● **WHAT THE TASK REQUIRES**:
Every line holding the word "their" should be copied from the material.

● **MATERIAL PROVIDED**:
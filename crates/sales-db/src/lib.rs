//! # sales-db: Database Layer for Smart Sales
//!
//! This crate provides database access for the Smart Sales system.
//! It uses SQLite for local storage with sqlx for async operations.
//!
//! ## Architecture Position
//! ```text
//! ┌─────────────────────────────────────────────────────────────────────────┐
//! │                       Smart Sales Data Flow                             │
//! │                                                                         │
//! │  CheckoutService / terminal menu                                        │
//! │       │                                                                 │
//! │       ▼                                                                 │
//! │  ┌─────────────────────────────────────────────────────────────────┐    │
//! │  │                     sales-db (THIS CRATE)                       │    │
//! │  │                                                                 │    │
//! │  │   ┌───────────────┐    ┌───────────────┐    ┌──────────────┐    │    │
//! │  │   │   Database    │    │  Repositories │    │  Migrations  │    │    │
//! │  │   │   (pool.rs)   │    │ product.rs    │    │  (embedded)  │    │    │
//! │  │   │               │    │ customer.rs   │    │              │    │    │
//! │  │   │ SqlitePool    │◄───│ sale.rs       │    │ 001_init.sql │    │    │
//! │  │   └───────────────┘    └───────────────┘    └──────────────┘    │    │
//! │  └─────────────────────────────────────────────────────────────────┘    │
//! │       │                                                                 │
//! │       ▼                                                                 │
//! │  SQLite database file (or :memory: in tests)                            │
//! └─────────────────────────────────────────────────────────────────────────┘
//! ```
//!
//! The repositories here implement the capability traits from
//! [`sales_core::repository`]; swapping this backend for the in-memory one
//! is a construction-time decision, nothing in the core changes.
//!
//! ## Usage
//!
//! ```rust,ignore
//! use sales_db::{Database, DbConfig};
//!
//! let db = Database::new(DbConfig::new("path/to/sales.db")).await?;
//! let products = db.products().search("mouse").await?;
//! ```

// =============================================================================
// Module Declarations
// =============================================================================

pub mod error;
pub mod migrations;
pub mod pool;
pub mod repository;

// =============================================================================
// Re-exports
// =============================================================================

pub use error::DbError;
pub use pool::{Database, DbConfig};

// Repository re-exports for convenience
pub use repository::customer::SqliteCustomerRepository;
pub use repository::product::SqliteProductRepository;
pub use repository::sale::SqliteSaleRepository;
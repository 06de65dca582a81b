//! # Database Migrations
//!
//! Embedded SQL migrations for Smart Sales.
//!
//! ## Adding New Migrations
//!
//! 1. Create a new file in `migrations/sqlite/` with the next sequence number
//! 2. Name format: `NNN_description.sql` (e.g., `002_add_loyalty_points.sql`)
//! 3. Write idempotent SQL (use `IF NOT EXISTS` where possible)
//! 4. **NEVER** modify existing migrations - always add new ones

use sqlx::SqlitePool;
use tracing::info;

use crate::error::DbResult;

/// Embedded migrations from the `migrations/sqlite` directory.
///
/// The `sqlx::migrate!()` macro embeds all SQL files from the specified
/// directory into the binary at compile time. No runtime file access needed.
static MIGRATOR: sqlx::migrate::Migrator = sqlx::migrate!("../../migrations/sqlite");

/// Runs all pending database migrations.
///
/// ## Safety
/// - Idempotent: safe to run multiple times
/// - Transactional: each migration runs in a transaction
/// - Ordered: migrations run in filename order (001, 002, ...)
pub async fn run_migrations(pool: &SqlitePool) -> DbResult<()> {
    info!("checking for pending migrations");

    MIGRATOR.run(pool).await?;

    info!("all migrations applied");
    Ok(())
}

/// Returns (total_migrations, applied_migrations), for diagnostics.
pub async fn migration_status(pool: &SqlitePool) -> DbResult<(usize, usize)> {
    let total = MIGRATOR.migrations.len();

    let applied: i64 = sqlx::query_scalar("SELECT COUNT(*) FROM _sqlx_migrations")
        .fetch_one(pool)
        .await
        .unwrap_or(0);

    Ok((total, applied as usize))
}
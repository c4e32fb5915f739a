//! Basics.
//!
//! This module provides types and traits for working with DNS data in wire
//! format. The types allow creating such data from scratch, turning it into
//! octets, and getting it back out of received octets.
//!
//!
//! ## Parsing and Composing Messages
//!
//! In order to easily distinguish the process of creating and disecting
//! wire-format messages other forms of representation conversion such as
//! reading from a zone file, we use the term *parsing* for extracting data
//! from a wire-format representation and *composing* for producing such a
//! representation.
//!
//! The fundamental traits for this are [`Compose`] and [`Parse`] in the
//! [wire] module. Composing writes into any octets builder. Parsing happens
//! on an [`octseq`] parser over the complete buffer holding a message. This
//! way, compressed domain names can be followed to their earlier position in
//! the message. The [wire] module also provides the boundary functions
//! [`encode`][wire::encode] and [`decode`][wire::decode] that report the
//! number of octets written or consumed.
//!
//! Unless you are implementing your own record types, you are unlikely to
//! ever having to deal with parsing and composing directly. Instead, the
//! type [`Message`] takes care of complete messages, including the length
//! framing used on stream transports.
//!
//!
//! # Types for DNS Data
//!
//! The module contains a number of types for DNS data, both fundamental
//! and composed. Because they often come with a number of support types,
//! they are arranged in submodules. You will find detailed explanations for
//! all of them in their module. These are:
//!
//! * [charstr] for DNS character strings,
//! * [header] for the header of DNS messages,
//! * [iana] for the IANA-assigned parameters,
//! * [name] for domain names,
//! * [opt] for the record data of OPT records used in EDNS,
//! * [question] for questions,
//! * [rdata] for the basic traits of record data, and
//! * [record] for DNS resource records.
//!
//! The record data for the individual record types lives in the top-level
//! [rdata][crate::rdata] module.
//!
//! [`Compose`]: wire::Compose
//! [`Parse`]: wire::Parse
//! [`Message`]: message::Message

pub use self::charstr::CharStr;
pub use self::header::{Header, HeaderCounts, HeaderSection};
pub use self::iana::{Class, Opcode, OptionCode, Rcode, Rtype};
pub use self::message::Message;
pub use self::name::Name;
pub use self::opt::OptRecord;
pub use self::question::Question;
pub use self::rdata::{ComposeRecordData, ParseRecordData, RecordData};
pub use self::record::{Record, ResourceRecord};
pub use self::wire::{ComposeError, FormError, ParseError};

pub mod charstr;
pub mod header;
pub mod iana;
pub mod message;
pub mod name;
pub mod opt;
pub mod question;
pub mod rdata;
pub mod record;
pub mod wire;
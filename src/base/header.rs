//! The header of a DNS message.
//!
//! Each DNS message starts with a twelve octet long header section
//! containing some general information related to the message as well as
//! the number of records in each of the four sections that follow the header.
//! Its content and format are defined in section 4.1.1 of [RFC 1035].
//!
//! The header is split into two types: [`Header`] contains the ID, opcode,
//! flags, and response code while [`HeaderCounts`] contains the section
//! counts. The [`HeaderSection`] type wraps both of them into a single
//! type. When composing a [`Message`], the counts are always derived from
//! the sections, so a message only keeps a [`Header`].
//!
//! [RFC 1035]: https://tools.ietf.org/html/rfc1035
//! [`Message`]: super::message::Message

use super::iana::{Opcode, Rcode};
use super::wire::{Compose, ComposeError, Parse, ParseError};
use core::{fmt, str::FromStr};
use octseq::builder::OctetsBuilder;
use octseq::parse::Parser;

//------------ Flag masks ----------------------------------------------------

/// The mask of the AA bit in the 16 bit flag word.
pub const AUTHORITATIVE_ANSWER: u16 = 1 << 10;

/// The mask of the TC bit in the 16 bit flag word.
pub const TRUNCATED_RESPONSE: u16 = 1 << 9;

/// The mask of the RD bit in the 16 bit flag word.
pub const RECURSION_DESIRED: u16 = 1 << 8;

/// The mask of the RA bit in the 16 bit flag word.
pub const RECURSION_AVAILABLE: u16 = 1 << 7;

/// The mask of the AD bit in the 16 bit flag word.
pub const AUTHENTIC_DATA: u16 = 1 << 5;

/// The mask of the CD bit in the 16 bit flag word.
pub const CHECKING_DISABLED: u16 = 1 << 4;

/// The mask of the QR bit in the 16 bit flag word.
const RESPONSE: u16 = 1 << 15;

//------------ Header --------------------------------------------------

/// The first part of the header of a DNS message.
///
/// This type represents the information contained in the first four octets
/// of the header: the message ID, opcode, rcode, and the various flags. It
/// keeps those four octets in wire representation, i.e., in network byte
/// order. The data is layed out like this:
///
/// ```text
///                                 1  1  1  1  1  1
///   0  1  2  3  4  5  6  7  8  9  0  1  2  3  4  5
/// +--+--+--+--+--+--+--+--+--+--+--+--+--+--+--+--+
/// |                      ID                       |
/// +--+--+--+--+--+--+--+--+--+--+--+--+--+--+--+--+
/// |QR|   Opcode  |AA|TC|RD|RA|Z |AD|CD|   RCODE   |
/// +--+--+--+--+--+--+--+--+--+--+--+--+--+--+--+--+
/// ```
///
/// Methods are available for accessing each of these fields. The basic
/// structure and most of the fields are defined in [RFC 1035], except for
/// the AD and CD flags, which are defined in [RFC 4035].
///
/// [RFC 1035]: https://tools.ietf.org/html/rfc1035
/// [RFC 4035]: https://tools.ietf.org/html/rfc4035
#[derive(Clone, Copy, Debug, Default, Eq, Hash, PartialEq)]
pub struct Header {
    /// The actual header in its wire format representation.
    ///
    /// This means that the ID field is in big endian.
    inner: [u8; 4],
}

/// # Creation and Conversion
///
impl Header {
    /// Creates a new header.
    ///
    /// The new header has all fields as either zero or false. Thus, the
    /// opcode will be [`Opcode::QUERY`] and the response code will be
    /// [`Rcode::NOERROR`].
    #[must_use]
    pub fn new() -> Self {
        Self::default()
    }

    /// Returns a reference to the underlying octets.
    pub fn as_slice(&self) -> &[u8] {
        &self.inner
    }
}

/// # Field Access
///
impl Header {
    /// Returns the value of the ID field.
    ///
    /// The ID field is an identifier chosen by whoever created a query
    /// and is copied into a response by a server. It allows matching
    /// incoming responses to their queries.
    pub fn id(self) -> u16 {
        u16::from_be_bytes([self.inner[0], self.inner[1]])
    }

    /// Sets the value of the ID field.
    pub fn set_id(&mut self, value: u16) {
        self.inner[..2].copy_from_slice(&value.to_be_bytes())
    }

    /// Sets the value of the ID field to a randomly chosen number.
    #[cfg(feature = "rand")]
    pub fn set_random_id(&mut self) {
        self.set_id(::rand::random())
    }

    /// Returns whether the QR bit is set.
    ///
    /// The bit is set for responses and clear for queries.
    pub fn qr(self) -> bool {
        self.get_bit(2, 7)
    }

    /// Sets the value of the QR bit.
    pub fn set_qr(&mut self, set: bool) {
        self.set_bit(2, 7, set)
    }

    /// Returns the value of the Opcode field.
    pub fn opcode(self) -> Opcode {
        Opcode::from_int((self.inner[2] >> 3) & 0x0F)
    }

    /// Sets the value of the opcode field.
    ///
    /// Only the lower four bits of the opcode are used.
    pub fn set_opcode(&mut self, opcode: Opcode) {
        self.inner[2] = self.inner[2] & 0x87 | ((opcode.to_int() & 0x0F) << 3);
    }

    /// Returns all flags contained in the header.
    pub fn flags(self) -> Flags {
        Flags {
            qr: self.qr(),
            aa: self.aa(),
            tc: self.tc(),
            rd: self.rd(),
            ra: self.ra(),
            ad: self.ad(),
            cd: self.cd(),
        }
    }

    /// Sets all flag bits.
    pub fn set_flags(&mut self, flags: Flags) {
        self.set_qr(flags.qr);
        self.set_aa(flags.aa);
        self.set_tc(flags.tc);
        self.set_rd(flags.rd);
        self.set_ra(flags.ra);
        self.set_ad(flags.ad);
        self.set_cd(flags.cd);
    }

    /// Returns the second 16 bit word of the header without the QR bit.
    ///
    /// The word contains the opcode, response code, and all flags other
    /// than QR. The flag masks defined in this module can be used to test
    /// it.
    pub fn flags_word(self) -> u16 {
        u16::from_be_bytes([self.inner[2], self.inner[3]]) & !RESPONSE
    }

    /// Sets the second 16 bit word of the header leaving the QR bit alone.
    pub fn set_flags_word(&mut self, word: u16) {
        let word = word & !RESPONSE
            | u16::from_be_bytes([self.inner[2], self.inner[3]]) & RESPONSE;
        self.inner[2..].copy_from_slice(&word.to_be_bytes())
    }

    /// Returns whether the AA bit is set.
    pub fn aa(self) -> bool {
        self.get_bit(2, 2)
    }

    /// Sets the value of the AA bit.
    pub fn set_aa(&mut self, set: bool) {
        self.set_bit(2, 2, set)
    }

    /// Returns whether the TC bit is set.
    pub fn tc(self) -> bool {
        self.get_bit(2, 1)
    }

    /// Sets the value of the TC bit.
    pub fn set_tc(&mut self, set: bool) {
        self.set_bit(2, 1, set)
    }

    /// Returns whether the RD bit is set.
    pub fn rd(self) -> bool {
        self.get_bit(2, 0)
    }

    /// Sets the value of the RD bit.
    pub fn set_rd(&mut self, set: bool) {
        self.set_bit(2, 0, set)
    }

    /// Returns whether the RA bit is set.
    pub fn ra(self) -> bool {
        self.get_bit(3, 7)
    }

    /// Sets the value of the RA bit.
    pub fn set_ra(&mut self, set: bool) {
        self.set_bit(3, 7, set)
    }

    /// Returns whether the reserved bit is set.
    ///
    /// This bit must be `false` in all queries and responses.
    pub fn z(self) -> bool {
        self.get_bit(3, 6)
    }

    /// Sets the value of the reserved bit.
    pub fn set_z(&mut self, set: bool) {
        self.set_bit(3, 6, set)
    }

    /// Returns whether the AD bit is set.
    pub fn ad(self) -> bool {
        self.get_bit(3, 5)
    }

    /// Sets the value of the AD bit.
    pub fn set_ad(&mut self, set: bool) {
        self.set_bit(3, 5, set)
    }

    /// Returns whether the CD bit is set.
    pub fn cd(self) -> bool {
        self.get_bit(3, 4)
    }

    /// Sets the value of the CD bit.
    pub fn set_cd(&mut self, set: bool) {
        self.set_bit(3, 4, set)
    }

    /// Returns the value of the RCODE field.
    ///
    /// The *response code* is used in a response to indicate what happened
    /// when processing the query.
    pub fn rcode(self) -> Rcode {
        Rcode::from_int(self.inner[3] & 0x0F)
    }

    /// Sets the value of the RCODE field.
    ///
    /// Only the lower four bits of the response code are used.
    pub fn set_rcode(&mut self, rcode: Rcode) {
        self.inner[3] = self.inner[3] & 0xF0 | (rcode.to_int() & 0x0F);
    }

    //--- Internal helpers

    /// Returns the value of the bit at the given position.
    ///
    /// The argument `offset` gives the byte offset of the underlying bytes
    /// slice and `bit` gives the number of the bit with the most significant
    /// bit being 7.
    fn get_bit(self, offset: usize, bit: usize) -> bool {
        self.inner[offset] & (1 << bit) != 0
    }

    /// Sets or resets the given bit.
    fn set_bit(&mut self, offset: usize, bit: usize, set: bool) {
        if set {
            self.inner[offset] |= 1 << bit
        } else {
            self.inner[offset] &= !(1 << bit)
        }
    }
}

● **RESPONSE TO THIS TASK**:
//! way, compressed domain names can be followed to their earlier position in
//! all of them in their module. These are:
    /// incoming responses to their queries.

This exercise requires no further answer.